→ ABOUT THIS EXERCISE
Would you repeat exactly the part of the listing below that runs from the line containing "of all lines written so far." down to the line containing "pub fn take(&self)", inclusive, and nothing else?

PROVIDED ENTRIES below:

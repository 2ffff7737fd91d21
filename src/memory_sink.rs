use crate::error::SinkError;
use crate::sink::LogSink;
use std::sync::Mutex;

/// Keeps every rendered line in memory, in write order.
///
/// Handy for tests and for embedding hosts that want to inspect output
/// after the fact.
#[derive(Debug, Default)]
pub struct MemorySink {
    lines: Mutex<Vec<String>>,
}

impl MemorySink {
    pub fn new() -> Self {
        Self::default()
    }

    /// Copy of all lines written so far.
    pub fn lines(&self) -> Vec<String> {
        self.lines
            .lock()
            .unwrap_or_else(|poisoned| poisoned.into_inner())
            .clone()
    }

    /// Remove and return all lines written so far.
    pub fn take(&self) -> Vec<String> {
        std::mem::take(&mut *self.lines.lock().unwrap_or_else(|poisoned| poisoned.into_inner()))
    }

    /// Parse every line as JSON. Lines that are not JSON are skipped.
    pub fn json_lines(&self) -> Vec<serde_json::Value> {
        self.lines()
            .iter()
            .filter_map(|l| serde_json::from_str(l).ok())
            .collect()
    }
}

impl LogSink for MemorySink {
    fn write_line(&self, line: &str) -> Result<(), SinkError> {
        self.lines
            .lock()
            .unwrap_or_else(|poisoned| poisoned.into_inner())
            .push(line.to_string());
        Ok(())
    }

    fn name(&self) -> &str {
        "memory"
    }
}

End of PROVIDED ENTRIES.

→ ANSWER TO THE PROBLEM
    /// Copy of all lines written so far.
    pub fn lines(&self) -> Vec<String> {
        self.lines
            .lock()
            .unwrap_or_else(|poisoned| poisoned.into_inner())
            .clone()
    }

    /// Remove and return all lines written so far.
    pub fn take(&self) -> Vec<String> {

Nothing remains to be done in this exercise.